For third-year Acting student Maeghan Taverner, voice courses are one of the best parts of the Theatre program. She’s amazed how much the classes have changed her technique.
“I had no idea before I came into this program how much your voice and breathing can affect every part of your performance,” she says. “It’s like learning about Maeghan all over again.”
The courses focus on freeing or releasing the voice to improve the power behind the sound — an important part of her training as an actor and a perfect metaphor for the impact Maeghan wants to make in the world.
The challenge of belonging
Though Maeghan seems quite at home as she walks around the Dalhousie Arts Centre, she talks about struggling to figure out where she belongs.
“When I eventually did come out, it was a bit of a challenge to get to where I am identifying now but I feel as if I'm in a really good headspace.”
She says that’s not true of everyone who identifies with the LGBTQ2SIA+ community. “I still notice that people don't know where to go when they have an issue. The reliance on labels gets in the way of being able to ask questions and figure things out.”
Maeghan doesn’t dismiss the progress that’s been made but she thinks it’s going to take a bit more to create an environment where people with non-conforming identities feel safe to be themselves. “You want to see that you’re actively being represented not just given the option of “other,” she says. “We don’t want to be seen as an other; we want to be seen as who we are!”
In other words, while she’s okay with the role of defying expectations, Maeghan would rather just get rid of expectations altogether.
“We need to be more proactive about saying and asking about pronouns to teach people not to make assumptions. Imagine if faculty could take the lead by saying their own pronouns when they introduce themselves,” she suggests. “It would be amazing because it means we’re not going to be assuming people’s gender, we’re not going to be assuming anything about them.”

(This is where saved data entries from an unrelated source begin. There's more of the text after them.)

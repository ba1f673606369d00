//! Journal commands - history and verification

use colored::*;
use serde_json::json;

use arbitra_ledger::{replay, verify_chain};

use super::{open_journal, print_json};
use crate::config::CliConfig;

pub async fn history(config: &CliConfig) -> anyhow::Result<()> {
    let journal = open_journal(config)?;
    let records = journal.load().await?;
    print_json(&records)
}

/// Check every link of the hash chain and that the events replay cleanly
pub async fn verify(config: &CliConfig) -> anyhow::Result<()> {
    let journal = open_journal(config)?;
    let records = journal.load().await?;

    let head = verify_chain(&records)?;
    let agreements = replay(&records)?;

    eprintln!(
        "{} {}",
        "✓".bright_green(),
        format!("{} records verified", records.len()).bright_green()
    );
    print_json(&json!({
        "intact": true,
        "backend": journal.backend(),
        "records": records.len(),
        "agreements": agreements.len(),
        "head_sequence": head.sequence,
        "head_hash": head.hash,
    }))
}
//! Arbitra CLI - Arbiter-governed escrow from the command line
//!
//! Every command prints JSON on stdout; logs go to stderr.
//!
//! # Quick Start
//!
//! ```bash
//! arbitra create --from 0xd0.. --arbiter 0xa0.. --beneficiary 0xb0.. --amount 1.5
//! arbitra approve-arbiter --from 0xa0.. --index 0
//! arbitra approve --from 0xb0.. --index 0
//! arbitra list
//! arbitra verify
//!
//! # Walk through both lifecycles against a throwaway ledger
//! arbitra demo
//! ```
//!
//! Denied requests exit with status 2, unknown indices with 3, malformed
//! input with 4 and anything else with 1.

use std::path::PathBuf;
use std::process::ExitCode;

use clap::{Parser, Subcommand};
use tracing_subscriber::{fmt, prelude::*, EnvFilter};

mod commands;
mod config;

use arbitra_types::{EscrowError, Operation};

use crate::config::{CliConfig, LoggingConfig, StorageBackend};

/// Arbitra - trustless arbiter escrow
#[derive(Parser, Debug)]
#[command(name = "arbitra")]
#[command(author = "Arbitra Contributors")]
#[command(version, about, long_about = None)]
#[command(propagate_version = true)]
struct Cli {
    /// Path to configuration file (TOML, JSON, or YAML)
    #[arg(short, long, global = true, env = "ARBITRA_CONFIG")]
    config: Option<String>,

    /// Journal backend
    #[arg(long, global = true, value_enum)]
    backend: Option<StorageBackend>,

    /// Directory of the sled journal
    #[arg(long, global = true, env = "ARBITRA_DATA_DIR")]
    data_dir: Option<PathBuf>,

    /// Log level (trace, debug, info, warn, error)
    #[arg(long, global = true, env = "ARBITRA_LOG_LEVEL")]
    log_level: Option<String>,

    /// Log format (json, pretty)
    #[arg(long, global = true, env = "ARBITRA_LOG_FORMAT")]
    log_format: Option<String>,

    #[command(subcommand)]
    command: Commands,
}

#[derive(Subcommand, Debug)]
enum Commands {
    /// Deposit funds into a new agreement
    Create {
        /// Depositor address
        #[arg(long)]
        from: String,

        /// Arbiter address
        #[arg(long)]
        arbiter: String,

        /// Beneficiary address
        #[arg(long)]
        beneficiary: String,

        /// Amount as a decimal in whole units
        #[arg(long)]
        amount: String,

        /// Decimal places of the currency
        #[arg(long, default_value = "18")]
        decimals: u8,
    },

    /// Approve an agreement as its arbiter
    ApproveArbiter(TransitionArgs),

    /// Finalize an arbiter-approved agreement and release the funds
    Approve(TransitionArgs),

    /// Reject an agreement as its arbiter
    Dismiss(TransitionArgs),

    /// Retire a finalized agreement
    Delete(TransitionArgs),

    /// List all agreements in creation order
    List {
        /// Show the operations this address could request
        #[arg(long)]
        caller: Option<String>,
    },

    /// Print the journal
    History,

    /// Verify the journal hash chain and replay it
    Verify,

    /// Run both lifecycles against an in-memory ledger
    Demo,
}

#[derive(clap::Args, Debug)]
struct TransitionArgs {
    /// Caller address
    #[arg(long)]
    from: String,

    /// Agreement index
    #[arg(long)]
    index: u64,
}

#[tokio::main]
async fn main() -> ExitCode {
    let cli = Cli::parse();

    match run(cli).await {
        Ok(()) => ExitCode::SUCCESS,
        Err(e) => {
            let code = match e.downcast_ref::<EscrowError>() {
                Some(escrow) => {
                    commands::print_error(escrow);
                    match escrow {
                        EscrowError::Denied { .. } => 2,
                        EscrowError::NotFound { .. } => 3,
                        EscrowError::SerializationFault { .. } => 4,
                        _ => 1,
                    }
                }
                None => {
                    eprintln!("error: {e:#}");
                    1
                }
            };
            ExitCode::from(code)
        }
    }
}

async fn run(cli: Cli) -> anyhow::Result<()> {
    let mut cli_config = CliConfig::load(cli.config.as_deref())?;

    if let Some(backend) = cli.backend {
        cli_config.storage.backend = backend;
    }
    if let Some(data_dir) = cli.data_dir {
        cli_config.storage.data_dir = data_dir;
    }
    if let Some(level) = cli.log_level {
        cli_config.logging.level = level;
    }
    if let Some(format) = cli.log_format {
        cli_config.logging.format = format;
    }

    init_logging(&cli_config.logging)?;

    tracing::debug!(
        version = env!("CARGO_PKG_VERSION"),
        backend = ?cli_config.storage.backend,
        "Starting arbitra"
    );

    match cli.command {
        Commands::Create {
            from,
            arbiter,
            beneficiary,
            amount,
            decimals,
        } => {
            commands::agreement::create(&cli_config, &from, &arbiter, &beneficiary, &amount, decimals)
                .await
        }
        Commands::ApproveArbiter(args) => {
            commands::agreement::transition(&cli_config, Operation::ApproveAsArbiter, &args.from, args.index)
                .await
        }
        Commands::Approve(args) => {
            commands::agreement::transition(&cli_config, Operation::ApproveEscrow, &args.from, args.index)
                .await
        }
        Commands::Dismiss(args) => {
            commands::agreement::transition(&cli_config, Operation::Dismiss, &args.from, args.index).await
        }
        Commands::Delete(args) => {
            commands::agreement::transition(&cli_config, Operation::Delete, &args.from, args.index).await
        }
        Commands::List { caller } => commands::agreement::list(&cli_config, caller.as_deref()).await,
        Commands::History => commands::journal::history(&cli_config).await,
        Commands::Verify => commands::journal::verify(&cli_config).await,
        Commands::Demo => commands::demo::run(&cli_config).await,
    }
}

/// Initialize tracing/logging on stderr
fn init_logging(config: &LoggingConfig) -> anyhow::Result<()> {
    let env_filter =
        EnvFilter::try_from_default_env().unwrap_or_else(|_| EnvFilter::new(&config.level));

    let subscriber = tracing_subscriber::registry().with(env_filter);

    match config.format.as_str() {
        "json" => {
            subscriber
                .with(fmt::layer().json().with_target(true).with_writer(std::io::stderr))
                .try_init()?;
        }
        _ => {
            subscriber
                .with(fmt::layer().pretty().with_target(true).with_writer(std::io::stderr))
                .try_init()?;
        }
    }

    Ok(())
}
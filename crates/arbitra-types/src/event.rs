//! Ledger events and notifications
//!
//! Every committed mutation produces exactly one event. Replaying the events
//! in commit order re-derives the current ledger.

use chrono::{DateTime, Utc};
use serde::{Deserialize, Serialize};

use crate::{Agreement, AgreementIndex, Operation, PartyAddress};

/// A committed change to the ledger
#[derive(Debug, Clone, PartialEq, Eq, Serialize, Deserialize)]
#[serde(tag = "type", rename_all = "snake_case")]
pub enum LedgerEvent {
    /// A new agreement was appended, carrying its full initial fields
    AgreementCreated { agreement: Agreement },

    /// A flag on an existing agreement was flipped
    StateChanged {
        index: AgreementIndex,
        operation: Operation,
        caller: PartyAddress,
        before: Agreement,
        after: Agreement,
    },
}

impl LedgerEvent {
    pub fn index(&self) -> AgreementIndex {
        match self {
            Self::AgreementCreated { agreement } => agreement.index,
            Self::StateChanged { index, .. } => *index,
        }
    }

    /// Agreement snapshot after the event
    pub fn agreement(&self) -> &Agreement {
        match self {
            Self::AgreementCreated { agreement } => agreement,
            Self::StateChanged { after, .. } => after,
        }
    }

    /// Operation behind a state change (`None` for creation)
    pub fn operation(&self) -> Option<Operation> {
        match self {
            Self::AgreementCreated { .. } => None,
            Self::StateChanged { operation, .. } => Some(*operation),
        }
    }

    pub fn kind(&self) -> &'static str {
        match self {
            Self::AgreementCreated { .. } => "agreement_created",
            Self::StateChanged { .. } => "state_changed",
        }
    }
}

/// A committed event as delivered to observers
#[derive(Debug, Clone, PartialEq, Eq, Serialize, Deserialize)]
pub struct Notification {
    /// Global commit sequence, gap-free from 1
    pub sequence: u64,
    pub event: LedgerEvent,
    pub committed_at: DateTime<Utc>,
    /// Hash of the journal record that made this event durable
    pub record_hash: String,
}
//! Transition executor
//!
//! The only path by which agreements change. Every request is handled as:
//!
//! 1. Take the per-index lock (one in-flight mutation per agreement)
//! 2. Read the committed snapshot and authorize against it
//! 3. Reserve the custody side effect, if any
//! 4. Commit the flag through the ledger; the reservation is confirmed while
//!    the new snapshot is installed, then the notification is published
//! 5. On commit failure, cancel the reservation
//!
//! Readers never see a flag without its disbursement or the reverse.
//! [`EscrowService::position`] reads both under the agreement's lock.

use std::sync::Arc;

use serde::{Deserialize, Serialize};
use tokio::sync::Mutex;
use tracing::{error, info, warn};

use arbitra_ledger::{Journal, Ledger};
use arbitra_types::{
    Agreement, AgreementIndex, Amount, EscrowError, NewAgreement, Operation, PartyAddress,
    Receipt, ReceiptId, Result,
};

use crate::custody::{Custody, InMemoryCustody};
use crate::notify::{NotificationChannel, DEFAULT_NOTIFICATION_BUFFER};
use crate::policy::{authorize, ApprovalPolicy};

/// Executor settings
#[derive(Debug, Clone, PartialEq, Eq, Serialize, Deserialize)]
pub struct EscrowConfig {
    #[serde(default)]
    pub policy: ApprovalPolicy,
    /// Capacity of the broadcast notification stream
    #[serde(default = "default_notification_buffer")]
    pub notification_buffer: usize,
}

fn default_notification_buffer() -> usize {
    DEFAULT_NOTIFICATION_BUFFER
}

impl Default for EscrowConfig {
    fn default() -> Self {
        Self {
            policy: ApprovalPolicy::default(),
            notification_buffer: default_notification_buffer(),
        }
    }
}

/// An agreement together with the funds custody holds for it
#[derive(Debug, Clone, PartialEq, Eq, Serialize)]
pub struct EscrowPosition {
    pub agreement: Agreement,
    pub held: Option<Amount>,
}

/// Escrow service: ledger, custody and notifications behind one API
pub struct EscrowService {
    ledger: Arc<Ledger>,
    custody: Arc<dyn Custody>,
    notifications: Arc<NotificationChannel>,
    policy: ApprovalPolicy,
    /// Serializes creation so custody is locked under the index the ledger assigns
    creation: Mutex<()>,
}

impl EscrowService {
    pub fn new(ledger: Arc<Ledger>, custody: Arc<dyn Custody>, config: EscrowConfig) -> Self {
        Self {
            ledger,
            custody,
            notifications: Arc::new(NotificationChannel::new(config.notification_buffer)),
            policy: config.policy,
            creation: Mutex::new(()),
        }
    }

    /// Service over an empty in-memory ledger and custody
    pub fn in_memory() -> Self {
        Self::new(
            Arc::new(Ledger::new()),
            Arc::new(InMemoryCustody::new()),
            EscrowConfig::default(),
        )
    }

    /// Open a service over an existing journal
    ///
    /// The ledger is replayed and custody holdings are rebuilt from it.
    pub async fn open(journal: Arc<dyn Journal>, config: EscrowConfig) -> Result<Self> {
        let ledger = Ledger::open(journal).await?;
        let custody = InMemoryCustody::from_agreements(&ledger.all())?;
        Ok(Self::new(Arc::new(ledger), Arc::new(custody), config))
    }

    pub fn ledger(&self) -> &Arc<Ledger> {
        &self.ledger
    }

    pub fn custody(&self) -> &Arc<dyn Custody> {
        &self.custody
    }

    pub fn notifications(&self) -> &NotificationChannel {
        &self.notifications
    }

    pub fn policy(&self) -> &ApprovalPolicy {
        &self.policy
    }

    /// Open a new agreement funded by `depositor`
    pub async fn create_agreement(
        &self,
        depositor: PartyAddress,
        arbiter: PartyAddress,
        beneficiary: PartyAddress,
        amount: Amount,
    ) -> Result<Receipt> {
        let request = NewAgreement::new(depositor, arbiter, beneficiary, amount);
        if let Err(e) = request.validate() {
            warn!(caller = %depositor, error = %e, "Agreement rejected");
            return Err(e);
        }

        let _creation = self.creation.lock().await;
        let index = AgreementIndex::new(self.ledger.len() as u64);
        self.custody.lock(index, depositor, amount).await?;

        let notifications = self.notifications.clone();
        let appended = self
            .ledger
            .append(request, move |n| notifications.publish(n))
            .await;

        let (agreement, notification) = match appended {
            Ok(committed) if committed.0.index == index => committed,
            Ok((agreement, _)) => {
                // Something appended to the ledger outside this service
                error!(expected = %index, actual = %agreement.index, "Ledger index drifted");
                self.undo_lock(index).await;
                return Err(EscrowError::unavailable(
                    "ledger",
                    format!("expected {index}, ledger assigned {}", agreement.index),
                ));
            }
            Err(e) => {
                self.undo_lock(index).await;
                warn!(caller = %depositor, error = %e, "Agreement creation failed");
                return Err(e);
            }
        };

        info!(
            index = %agreement.index,
            depositor = %agreement.depositor,
            arbiter = %agreement.arbiter,
            beneficiary = %agreement.beneficiary,
            amount = %agreement.amount,
            sequence = notification.sequence,
            "Agreement created"
        );

        Ok(Receipt {
            id: ReceiptId::new(),
            index: agreement.index,
            operation: None,
            caller: depositor,
            before: None,
            agreement,
            disbursement: None,
            sequence: notification.sequence,
            record_hash: notification.record_hash,
            committed_at: notification.committed_at,
        })
    }

    /// Apply `operation` to the agreement at `index` on behalf of `caller`
    pub async fn execute(
        &self,
        operation: Operation,
        caller: PartyAddress,
        index: AgreementIndex,
    ) -> Result<Receipt> {
        let guard = match self.ledger.lock_index(index).await {
            Ok(guard) => guard,
            Err(e) => {
                warn!(index = %index, operation = %operation, caller = %caller, error = %e, "Request rejected");
                return Err(e);
            }
        };
        let current = self.ledger.get(index)?;

        if let Err(reason) = authorize(operation, &caller, &current, &self.policy) {
            warn!(
                index = %index,
                operation = %operation,
                caller = %caller,
                reason = reason.code(),
                "Request denied"
            );
            return Err(EscrowError::denied(operation, reason));
        }

        let disbursement = match operation {
            Operation::ApproveEscrow => Some(
                self.custody
                    .release(index, current.beneficiary, current.amount)
                    .await?,
            ),
            _ => None,
        };

        let custody = self.custody.clone();
        let reserved = disbursement.clone();
        let notifications = self.notifications.clone();
        let committed = self
            .ledger
            .commit_with(
                &guard,
                operation,
                caller,
                move |_| {
                    if let Some(disbursement) = &reserved {
                        custody.confirm(disbursement);
                    }
                },
                move |n| notifications.publish(n),
            )
            .await;

        let transition = match committed {
            Ok(transition) => transition,
            Err(e) => {
                if let Some(disbursement) = &disbursement {
                    if let Err(rollback) = self.custody.rollback(disbursement).await {
                        error!(
                            index = %index,
                            reference = %disbursement.reference,
                            error = %rollback,
                            "Custody rollback failed"
                        );
                    }
                }
                warn!(index = %index, operation = %operation, caller = %caller, error = %e, "Transition failed");
                return Err(e);
            }
        };

        info!(
            index = %index,
            operation = %operation,
            caller = %caller,
            state = %transition.after.state(),
            sequence = transition.notification.sequence,
            "Transition committed"
        );

        Ok(Receipt {
            id: ReceiptId::new(),
            index,
            operation: Some(operation),
            caller,
            before: Some(transition.before),
            agreement: transition.after,
            disbursement,
            sequence: transition.notification.sequence,
            record_hash: transition.notification.record_hash,
            committed_at: transition.notification.committed_at,
        })
    }

    pub async fn approve_as_arbiter(&self, caller: PartyAddress, index: AgreementIndex) -> Result<Receipt> {
        self.execute(Operation::ApproveAsArbiter, caller, index).await
    }

    pub async fn approve_escrow(&self, caller: PartyAddress, index: AgreementIndex) -> Result<Receipt> {
        self.execute(Operation::ApproveEscrow, caller, index).await
    }

    pub async fn dismiss(&self, caller: PartyAddress, index: AgreementIndex) -> Result<Receipt> {
        self.execute(Operation::Dismiss, caller, index).await
    }

    pub async fn delete(&self, caller: PartyAddress, index: AgreementIndex) -> Result<Receipt> {
        self.execute(Operation::Delete, caller, index).await
    }

    /// All agreements in creation order
    pub fn list_agreements(&self) -> Vec<Agreement> {
        self.ledger.all()
    }

    pub fn get_agreement(&self, index: AgreementIndex) -> Result<Agreement> {
        self.ledger.get(index)
    }

    /// Agreement and custody holding, read between transitions
    ///
    /// Waits for any in-flight request on `index` to finish.
    pub async fn position(&self, index: AgreementIndex) -> Result<EscrowPosition> {
        let _guard = self.ledger.lock_index(index).await?;
        let agreement = self.ledger.get(index)?;
        let held = self.custody.held(index).await;
        Ok(EscrowPosition { agreement, held })
    }

    async fn undo_lock(&self, index: AgreementIndex) {
        if let Err(e) = self.custody.unlock(index).await {
            error!(index = %index, error = %e, "Custody unlock failed");
        }
    }
}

Maeghan explored a similar idea through a research project in one of her sociology classes. As she describes it, she was curious about the role faculty representation could play in supporting LGBTQ2SIA+ students.
“I did a quick survey that showed students would feel safer if they knew there was a representative percentile of staff and faculty on campus who are queer because it opens up the door. You have someone you can go and talk to who has experienced things during their lifetime that you might be facing now.”
Her vision extends beyond campus. When she speaks of the film and theatre world she’s about to enter, Maeghan talks of opportunity.
For example, she’s excited that women’s voices are coming to the forefront in what has been a male-dominated industry and hopes to take that further. “It’s inspiring to see those women who are standing up for what’s right. If this can keep going it’s going to make it so much better for all the other women who are just entering the industry.”
She also hopes to see improvement in LGBTQ2SIA+ representation within film and theatre — with a focus on quality, not just quantity.
“Women are so oversexualized in the media so there's still this taboo around women who identify as queer, or it's hypersexualized,” she says. “That’s not the representation we want or need. We're trying to break free of assumptions and that makes it much more difficult. We're getting our voices out but we're still not being heard.”
Immersed in the experience
For now, Maeghan is focused on getting everything she can from her time at Dal’s Fountain School of Performing Arts. She’s looking forward to taking part in The Piper, written by Colleen Murphy and directed by Pamela Halstead. She’s teaching Musical Theatre and Highland dance with DalDance. And she’s enjoying a recurring role as cohost of Dal This Week. “That’s been so much fun,” she says of the weekly feature on Dal’s social media channels.
Maeghan is also excited about the possibilities that await her after graduation. “There's a lot of success that comes out of this program and they have a lot of connections and access to opportunities, which was one of the draws for me to this program.”